For every line of the material below, check for the string "EndpointState" and return the line if it is there.

━━━━━ INFORMATION SHOWN

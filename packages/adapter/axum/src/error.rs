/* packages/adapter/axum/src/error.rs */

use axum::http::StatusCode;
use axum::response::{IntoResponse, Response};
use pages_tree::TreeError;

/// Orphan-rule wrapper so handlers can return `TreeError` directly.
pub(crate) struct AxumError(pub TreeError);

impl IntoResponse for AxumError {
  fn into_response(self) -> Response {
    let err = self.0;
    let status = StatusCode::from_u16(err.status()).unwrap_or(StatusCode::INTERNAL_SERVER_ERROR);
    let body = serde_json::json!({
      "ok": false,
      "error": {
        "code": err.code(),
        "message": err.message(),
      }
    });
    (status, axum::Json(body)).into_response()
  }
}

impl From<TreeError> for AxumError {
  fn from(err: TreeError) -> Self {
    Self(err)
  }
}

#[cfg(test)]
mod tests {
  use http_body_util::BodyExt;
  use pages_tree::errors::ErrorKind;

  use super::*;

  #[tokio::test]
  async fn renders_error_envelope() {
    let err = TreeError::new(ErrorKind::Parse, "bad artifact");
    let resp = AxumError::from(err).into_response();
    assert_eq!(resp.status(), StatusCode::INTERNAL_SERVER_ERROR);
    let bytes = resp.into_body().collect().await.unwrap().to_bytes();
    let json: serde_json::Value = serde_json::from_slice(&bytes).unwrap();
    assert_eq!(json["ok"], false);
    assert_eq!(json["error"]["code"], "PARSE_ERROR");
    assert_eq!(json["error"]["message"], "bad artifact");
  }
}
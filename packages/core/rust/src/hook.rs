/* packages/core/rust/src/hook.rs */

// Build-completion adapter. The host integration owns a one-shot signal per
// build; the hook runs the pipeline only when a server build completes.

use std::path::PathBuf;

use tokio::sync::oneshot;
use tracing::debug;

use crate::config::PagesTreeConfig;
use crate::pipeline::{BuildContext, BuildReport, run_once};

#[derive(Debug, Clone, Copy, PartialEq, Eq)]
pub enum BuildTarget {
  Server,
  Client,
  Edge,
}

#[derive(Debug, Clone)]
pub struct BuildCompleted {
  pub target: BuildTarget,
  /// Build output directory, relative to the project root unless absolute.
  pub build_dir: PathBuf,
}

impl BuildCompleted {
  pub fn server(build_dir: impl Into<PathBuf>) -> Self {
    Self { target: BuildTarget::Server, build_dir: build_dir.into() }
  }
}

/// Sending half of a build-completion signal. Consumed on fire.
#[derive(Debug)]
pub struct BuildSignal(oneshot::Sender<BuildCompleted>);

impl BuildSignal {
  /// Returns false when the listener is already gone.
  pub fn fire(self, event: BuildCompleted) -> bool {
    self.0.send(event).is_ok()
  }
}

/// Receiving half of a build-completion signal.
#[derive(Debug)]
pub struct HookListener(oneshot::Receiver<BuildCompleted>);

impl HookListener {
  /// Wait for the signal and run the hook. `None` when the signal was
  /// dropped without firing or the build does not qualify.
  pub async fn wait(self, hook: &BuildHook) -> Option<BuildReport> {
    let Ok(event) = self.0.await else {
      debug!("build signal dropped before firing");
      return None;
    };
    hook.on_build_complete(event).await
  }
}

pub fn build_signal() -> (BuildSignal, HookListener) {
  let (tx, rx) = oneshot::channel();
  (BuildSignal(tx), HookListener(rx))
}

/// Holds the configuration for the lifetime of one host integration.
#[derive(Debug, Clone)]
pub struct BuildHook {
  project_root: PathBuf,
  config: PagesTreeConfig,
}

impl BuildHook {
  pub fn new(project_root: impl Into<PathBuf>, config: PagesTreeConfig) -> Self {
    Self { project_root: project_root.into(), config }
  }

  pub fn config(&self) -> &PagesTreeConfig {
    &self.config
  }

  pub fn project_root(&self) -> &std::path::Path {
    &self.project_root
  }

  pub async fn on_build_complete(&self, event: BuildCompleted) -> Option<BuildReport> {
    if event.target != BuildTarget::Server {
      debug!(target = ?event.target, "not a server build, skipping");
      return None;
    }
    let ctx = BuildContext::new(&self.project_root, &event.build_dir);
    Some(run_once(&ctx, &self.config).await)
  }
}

━━━━━━━━━━
━━━━━ INFORMATION SHOWN

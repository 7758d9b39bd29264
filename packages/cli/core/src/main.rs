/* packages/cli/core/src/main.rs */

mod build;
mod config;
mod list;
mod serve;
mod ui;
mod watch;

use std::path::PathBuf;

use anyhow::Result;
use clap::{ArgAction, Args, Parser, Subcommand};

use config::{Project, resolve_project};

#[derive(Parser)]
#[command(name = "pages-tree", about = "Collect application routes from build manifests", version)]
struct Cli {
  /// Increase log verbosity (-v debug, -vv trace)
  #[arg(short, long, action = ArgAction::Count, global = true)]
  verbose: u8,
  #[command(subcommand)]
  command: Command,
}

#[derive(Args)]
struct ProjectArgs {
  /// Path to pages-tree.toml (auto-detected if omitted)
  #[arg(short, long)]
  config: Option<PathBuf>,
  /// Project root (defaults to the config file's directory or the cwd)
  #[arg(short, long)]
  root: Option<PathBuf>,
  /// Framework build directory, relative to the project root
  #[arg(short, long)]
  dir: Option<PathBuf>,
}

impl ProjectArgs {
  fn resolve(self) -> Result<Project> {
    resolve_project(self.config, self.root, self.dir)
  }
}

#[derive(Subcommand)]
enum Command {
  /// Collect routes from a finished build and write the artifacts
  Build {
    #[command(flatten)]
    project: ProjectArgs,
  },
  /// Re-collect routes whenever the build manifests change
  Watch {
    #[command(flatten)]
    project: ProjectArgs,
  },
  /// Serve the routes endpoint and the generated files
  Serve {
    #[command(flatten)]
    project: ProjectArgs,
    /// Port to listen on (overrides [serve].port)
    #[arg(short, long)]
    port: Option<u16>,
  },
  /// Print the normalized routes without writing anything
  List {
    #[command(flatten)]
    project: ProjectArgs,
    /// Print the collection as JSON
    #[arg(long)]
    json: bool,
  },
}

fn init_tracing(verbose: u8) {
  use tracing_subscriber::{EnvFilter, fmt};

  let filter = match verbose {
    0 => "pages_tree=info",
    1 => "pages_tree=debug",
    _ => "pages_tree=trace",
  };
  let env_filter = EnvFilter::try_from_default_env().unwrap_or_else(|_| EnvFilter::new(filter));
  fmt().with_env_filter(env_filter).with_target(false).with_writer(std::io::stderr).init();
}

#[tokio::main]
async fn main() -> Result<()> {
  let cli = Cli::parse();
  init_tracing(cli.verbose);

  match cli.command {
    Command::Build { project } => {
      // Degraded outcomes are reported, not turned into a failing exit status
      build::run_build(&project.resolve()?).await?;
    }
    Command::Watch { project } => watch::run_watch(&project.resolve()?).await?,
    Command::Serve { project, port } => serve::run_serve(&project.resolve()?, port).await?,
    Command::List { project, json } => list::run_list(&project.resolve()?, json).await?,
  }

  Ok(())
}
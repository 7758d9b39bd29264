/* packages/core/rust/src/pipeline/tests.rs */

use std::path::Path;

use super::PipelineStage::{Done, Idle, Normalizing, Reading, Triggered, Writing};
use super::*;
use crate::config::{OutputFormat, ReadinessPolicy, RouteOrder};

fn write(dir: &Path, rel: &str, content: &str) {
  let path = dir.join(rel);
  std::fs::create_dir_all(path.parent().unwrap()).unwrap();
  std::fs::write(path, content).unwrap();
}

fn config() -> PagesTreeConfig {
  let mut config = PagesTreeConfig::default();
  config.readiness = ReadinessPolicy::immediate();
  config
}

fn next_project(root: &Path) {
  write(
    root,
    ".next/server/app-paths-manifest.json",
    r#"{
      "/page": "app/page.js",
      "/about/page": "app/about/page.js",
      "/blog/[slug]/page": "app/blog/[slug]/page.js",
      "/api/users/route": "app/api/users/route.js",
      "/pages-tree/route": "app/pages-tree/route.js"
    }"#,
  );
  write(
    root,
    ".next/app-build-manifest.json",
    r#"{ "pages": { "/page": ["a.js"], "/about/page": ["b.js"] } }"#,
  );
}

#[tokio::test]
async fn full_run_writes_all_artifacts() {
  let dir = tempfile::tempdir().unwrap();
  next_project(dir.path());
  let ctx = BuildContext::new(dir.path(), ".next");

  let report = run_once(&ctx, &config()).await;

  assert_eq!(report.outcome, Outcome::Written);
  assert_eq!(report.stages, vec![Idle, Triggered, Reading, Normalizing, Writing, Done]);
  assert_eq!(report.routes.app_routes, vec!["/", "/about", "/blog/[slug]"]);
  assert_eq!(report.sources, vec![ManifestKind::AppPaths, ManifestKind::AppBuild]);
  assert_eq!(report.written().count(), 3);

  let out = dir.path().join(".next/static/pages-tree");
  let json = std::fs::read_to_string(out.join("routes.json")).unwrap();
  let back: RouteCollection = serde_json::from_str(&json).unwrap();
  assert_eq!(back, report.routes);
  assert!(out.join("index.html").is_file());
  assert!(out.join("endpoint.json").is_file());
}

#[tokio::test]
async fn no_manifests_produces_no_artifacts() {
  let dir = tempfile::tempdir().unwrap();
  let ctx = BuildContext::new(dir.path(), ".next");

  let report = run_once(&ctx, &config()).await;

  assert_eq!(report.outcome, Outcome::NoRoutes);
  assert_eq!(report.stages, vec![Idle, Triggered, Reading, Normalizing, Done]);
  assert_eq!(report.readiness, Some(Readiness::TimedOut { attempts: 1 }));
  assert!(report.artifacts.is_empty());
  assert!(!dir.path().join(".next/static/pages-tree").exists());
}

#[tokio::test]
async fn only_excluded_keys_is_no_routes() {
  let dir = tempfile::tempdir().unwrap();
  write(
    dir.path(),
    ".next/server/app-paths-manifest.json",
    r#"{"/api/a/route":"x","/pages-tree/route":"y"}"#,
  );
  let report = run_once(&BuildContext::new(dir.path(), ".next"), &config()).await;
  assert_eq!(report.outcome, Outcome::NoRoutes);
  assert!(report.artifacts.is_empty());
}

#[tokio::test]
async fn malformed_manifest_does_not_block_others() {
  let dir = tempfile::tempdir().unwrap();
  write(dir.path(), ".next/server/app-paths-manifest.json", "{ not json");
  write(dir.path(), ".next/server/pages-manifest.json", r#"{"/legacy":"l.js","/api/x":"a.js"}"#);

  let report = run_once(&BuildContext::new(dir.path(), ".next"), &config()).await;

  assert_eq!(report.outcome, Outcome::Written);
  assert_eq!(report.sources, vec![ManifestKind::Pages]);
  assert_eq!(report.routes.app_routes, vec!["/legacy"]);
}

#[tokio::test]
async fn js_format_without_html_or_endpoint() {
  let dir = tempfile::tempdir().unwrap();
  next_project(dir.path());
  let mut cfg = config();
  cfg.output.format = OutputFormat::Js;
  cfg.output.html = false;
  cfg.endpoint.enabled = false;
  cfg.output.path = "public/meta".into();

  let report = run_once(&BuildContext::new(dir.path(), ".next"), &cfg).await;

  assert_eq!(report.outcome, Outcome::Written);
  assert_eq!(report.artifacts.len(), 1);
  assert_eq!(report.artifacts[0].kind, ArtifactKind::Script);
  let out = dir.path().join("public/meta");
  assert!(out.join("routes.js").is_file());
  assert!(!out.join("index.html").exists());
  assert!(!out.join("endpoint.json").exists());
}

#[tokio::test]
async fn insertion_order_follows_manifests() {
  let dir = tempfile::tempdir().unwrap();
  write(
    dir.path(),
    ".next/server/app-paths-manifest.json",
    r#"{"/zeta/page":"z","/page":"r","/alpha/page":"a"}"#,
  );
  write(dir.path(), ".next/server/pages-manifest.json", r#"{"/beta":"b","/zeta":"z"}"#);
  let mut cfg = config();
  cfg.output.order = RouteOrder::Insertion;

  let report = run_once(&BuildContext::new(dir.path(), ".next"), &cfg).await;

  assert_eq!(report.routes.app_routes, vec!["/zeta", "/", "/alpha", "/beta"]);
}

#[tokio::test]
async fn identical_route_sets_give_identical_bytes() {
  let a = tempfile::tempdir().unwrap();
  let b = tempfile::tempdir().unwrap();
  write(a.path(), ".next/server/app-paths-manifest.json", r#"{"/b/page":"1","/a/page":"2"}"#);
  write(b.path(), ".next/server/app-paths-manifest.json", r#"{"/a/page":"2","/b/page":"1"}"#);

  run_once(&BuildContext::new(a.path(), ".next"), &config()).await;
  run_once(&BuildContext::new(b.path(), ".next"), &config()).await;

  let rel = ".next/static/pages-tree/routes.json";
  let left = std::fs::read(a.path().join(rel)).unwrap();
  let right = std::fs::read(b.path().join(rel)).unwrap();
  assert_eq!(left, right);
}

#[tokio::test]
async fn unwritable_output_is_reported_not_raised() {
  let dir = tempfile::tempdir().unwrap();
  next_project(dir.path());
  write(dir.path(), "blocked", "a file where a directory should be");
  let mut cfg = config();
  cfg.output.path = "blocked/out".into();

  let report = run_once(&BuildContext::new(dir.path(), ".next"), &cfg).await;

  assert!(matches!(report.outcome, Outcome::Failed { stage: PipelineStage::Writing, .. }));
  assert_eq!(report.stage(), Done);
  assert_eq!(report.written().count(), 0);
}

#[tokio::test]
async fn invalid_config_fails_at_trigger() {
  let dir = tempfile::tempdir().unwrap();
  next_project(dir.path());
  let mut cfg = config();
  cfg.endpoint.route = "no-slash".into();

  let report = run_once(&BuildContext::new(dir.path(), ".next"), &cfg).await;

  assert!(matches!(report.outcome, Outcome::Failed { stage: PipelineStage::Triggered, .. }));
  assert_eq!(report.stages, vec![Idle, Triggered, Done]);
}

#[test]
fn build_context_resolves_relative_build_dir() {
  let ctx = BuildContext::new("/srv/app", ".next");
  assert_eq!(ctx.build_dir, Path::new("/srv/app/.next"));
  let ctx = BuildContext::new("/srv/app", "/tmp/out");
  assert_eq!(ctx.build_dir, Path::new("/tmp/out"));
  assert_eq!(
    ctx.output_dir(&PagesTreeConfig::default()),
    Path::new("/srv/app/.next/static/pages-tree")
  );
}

━━━━━━━━━━
━━━━━ INFORMATION SHOWN

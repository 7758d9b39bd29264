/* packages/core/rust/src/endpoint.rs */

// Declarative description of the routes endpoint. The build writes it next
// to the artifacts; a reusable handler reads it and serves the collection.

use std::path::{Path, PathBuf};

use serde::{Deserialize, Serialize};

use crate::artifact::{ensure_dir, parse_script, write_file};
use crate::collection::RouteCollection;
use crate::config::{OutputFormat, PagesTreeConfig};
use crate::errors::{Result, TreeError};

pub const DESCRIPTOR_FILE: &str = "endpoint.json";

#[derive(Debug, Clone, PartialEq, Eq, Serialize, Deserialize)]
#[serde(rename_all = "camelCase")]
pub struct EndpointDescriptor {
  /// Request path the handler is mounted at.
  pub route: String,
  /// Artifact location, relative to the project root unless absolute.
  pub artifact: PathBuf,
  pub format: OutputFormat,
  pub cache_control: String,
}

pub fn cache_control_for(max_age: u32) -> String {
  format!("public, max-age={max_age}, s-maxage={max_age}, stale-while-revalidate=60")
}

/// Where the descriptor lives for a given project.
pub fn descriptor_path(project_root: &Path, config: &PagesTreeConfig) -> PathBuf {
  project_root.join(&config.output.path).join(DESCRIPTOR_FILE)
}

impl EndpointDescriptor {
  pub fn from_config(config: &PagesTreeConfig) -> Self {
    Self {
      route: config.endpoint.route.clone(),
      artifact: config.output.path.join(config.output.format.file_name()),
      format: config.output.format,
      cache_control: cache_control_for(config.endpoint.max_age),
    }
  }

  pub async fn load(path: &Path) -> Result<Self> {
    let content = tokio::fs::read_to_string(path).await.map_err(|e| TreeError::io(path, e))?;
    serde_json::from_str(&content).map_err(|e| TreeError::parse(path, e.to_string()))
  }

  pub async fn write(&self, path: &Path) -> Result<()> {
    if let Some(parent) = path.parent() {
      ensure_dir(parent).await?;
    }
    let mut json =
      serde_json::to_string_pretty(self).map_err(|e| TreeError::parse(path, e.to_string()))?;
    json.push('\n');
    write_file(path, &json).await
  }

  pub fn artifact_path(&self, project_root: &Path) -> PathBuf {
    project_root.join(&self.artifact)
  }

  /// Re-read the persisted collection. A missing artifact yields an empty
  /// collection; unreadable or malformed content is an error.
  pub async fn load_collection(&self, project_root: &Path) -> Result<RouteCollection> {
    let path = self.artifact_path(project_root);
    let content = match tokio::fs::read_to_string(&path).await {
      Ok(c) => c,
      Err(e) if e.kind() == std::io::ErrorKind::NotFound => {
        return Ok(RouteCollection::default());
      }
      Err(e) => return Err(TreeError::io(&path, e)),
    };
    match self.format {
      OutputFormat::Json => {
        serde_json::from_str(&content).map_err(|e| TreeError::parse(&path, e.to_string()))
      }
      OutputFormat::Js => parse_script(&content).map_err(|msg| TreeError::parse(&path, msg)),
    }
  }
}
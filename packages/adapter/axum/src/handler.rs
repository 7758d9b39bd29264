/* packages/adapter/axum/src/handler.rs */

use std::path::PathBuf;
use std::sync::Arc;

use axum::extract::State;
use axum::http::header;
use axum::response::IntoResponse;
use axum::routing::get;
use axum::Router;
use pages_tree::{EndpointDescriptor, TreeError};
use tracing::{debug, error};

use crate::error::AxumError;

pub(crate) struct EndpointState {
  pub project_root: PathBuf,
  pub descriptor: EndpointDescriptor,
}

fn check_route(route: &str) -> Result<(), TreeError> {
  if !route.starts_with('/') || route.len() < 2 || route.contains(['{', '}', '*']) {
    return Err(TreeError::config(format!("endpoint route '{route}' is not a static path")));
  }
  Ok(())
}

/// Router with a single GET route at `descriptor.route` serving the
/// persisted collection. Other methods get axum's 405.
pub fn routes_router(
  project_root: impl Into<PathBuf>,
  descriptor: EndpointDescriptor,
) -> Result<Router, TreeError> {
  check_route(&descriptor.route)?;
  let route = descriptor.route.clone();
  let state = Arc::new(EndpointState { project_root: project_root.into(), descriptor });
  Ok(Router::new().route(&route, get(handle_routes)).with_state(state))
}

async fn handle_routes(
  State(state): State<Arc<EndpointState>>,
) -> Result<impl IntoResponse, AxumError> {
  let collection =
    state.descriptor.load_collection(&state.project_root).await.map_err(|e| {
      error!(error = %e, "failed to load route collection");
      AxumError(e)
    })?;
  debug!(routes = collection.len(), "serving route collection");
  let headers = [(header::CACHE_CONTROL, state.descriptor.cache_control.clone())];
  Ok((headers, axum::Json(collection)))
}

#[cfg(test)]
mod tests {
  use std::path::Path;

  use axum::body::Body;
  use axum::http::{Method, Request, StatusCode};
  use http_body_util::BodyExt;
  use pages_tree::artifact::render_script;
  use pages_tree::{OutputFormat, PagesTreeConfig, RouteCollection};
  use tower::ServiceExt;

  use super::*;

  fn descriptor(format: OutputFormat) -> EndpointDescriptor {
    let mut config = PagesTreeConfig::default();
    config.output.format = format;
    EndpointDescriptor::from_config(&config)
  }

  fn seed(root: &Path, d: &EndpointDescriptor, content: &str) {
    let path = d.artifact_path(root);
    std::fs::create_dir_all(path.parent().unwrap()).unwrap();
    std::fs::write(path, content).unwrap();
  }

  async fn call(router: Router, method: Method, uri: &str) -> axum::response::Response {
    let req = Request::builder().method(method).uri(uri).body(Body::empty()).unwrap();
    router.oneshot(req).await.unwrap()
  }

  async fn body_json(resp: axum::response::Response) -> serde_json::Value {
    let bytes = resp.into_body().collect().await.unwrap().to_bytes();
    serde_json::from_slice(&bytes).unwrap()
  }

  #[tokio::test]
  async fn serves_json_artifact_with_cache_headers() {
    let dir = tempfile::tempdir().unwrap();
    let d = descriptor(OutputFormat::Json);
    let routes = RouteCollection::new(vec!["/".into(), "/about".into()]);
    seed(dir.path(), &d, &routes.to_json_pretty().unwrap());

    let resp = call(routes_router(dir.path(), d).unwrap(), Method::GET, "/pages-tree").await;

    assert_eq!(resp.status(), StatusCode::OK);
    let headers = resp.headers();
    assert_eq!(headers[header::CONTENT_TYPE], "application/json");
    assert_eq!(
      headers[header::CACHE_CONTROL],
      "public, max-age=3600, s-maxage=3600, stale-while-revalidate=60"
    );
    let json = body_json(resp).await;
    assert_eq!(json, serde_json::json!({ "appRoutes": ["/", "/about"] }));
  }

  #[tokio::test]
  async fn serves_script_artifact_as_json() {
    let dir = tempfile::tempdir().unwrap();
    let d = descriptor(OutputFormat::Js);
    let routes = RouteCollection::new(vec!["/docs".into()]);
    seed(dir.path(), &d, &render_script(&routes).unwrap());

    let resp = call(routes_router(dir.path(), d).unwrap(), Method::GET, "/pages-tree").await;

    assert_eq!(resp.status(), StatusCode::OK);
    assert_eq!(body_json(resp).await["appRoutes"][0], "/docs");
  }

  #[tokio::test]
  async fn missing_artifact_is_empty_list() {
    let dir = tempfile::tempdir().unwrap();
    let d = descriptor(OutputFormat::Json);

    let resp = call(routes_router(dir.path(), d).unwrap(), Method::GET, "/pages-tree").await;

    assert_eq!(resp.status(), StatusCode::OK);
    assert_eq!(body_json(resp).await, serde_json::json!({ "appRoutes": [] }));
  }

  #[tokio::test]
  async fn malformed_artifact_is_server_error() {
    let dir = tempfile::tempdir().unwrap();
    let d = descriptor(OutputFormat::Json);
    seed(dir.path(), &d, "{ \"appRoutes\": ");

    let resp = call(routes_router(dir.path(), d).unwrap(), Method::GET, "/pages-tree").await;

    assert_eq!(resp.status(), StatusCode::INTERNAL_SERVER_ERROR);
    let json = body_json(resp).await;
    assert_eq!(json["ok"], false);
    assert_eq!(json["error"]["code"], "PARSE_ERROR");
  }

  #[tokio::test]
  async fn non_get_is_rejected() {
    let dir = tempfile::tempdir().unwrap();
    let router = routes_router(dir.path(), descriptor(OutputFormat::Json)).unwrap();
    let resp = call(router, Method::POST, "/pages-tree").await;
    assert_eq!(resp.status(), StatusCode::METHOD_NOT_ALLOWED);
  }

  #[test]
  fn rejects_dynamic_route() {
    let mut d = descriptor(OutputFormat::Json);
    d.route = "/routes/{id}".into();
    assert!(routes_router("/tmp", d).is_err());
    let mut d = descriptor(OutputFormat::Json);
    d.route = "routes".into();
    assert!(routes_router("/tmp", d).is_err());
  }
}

━━━━━━━━━━

TASK SOLUTION.
pub(crate) struct EndpointState {
  let state = Arc::new(EndpointState { project_root: project_root.into(), descriptor });
  State(state): State<Arc<EndpointState>>,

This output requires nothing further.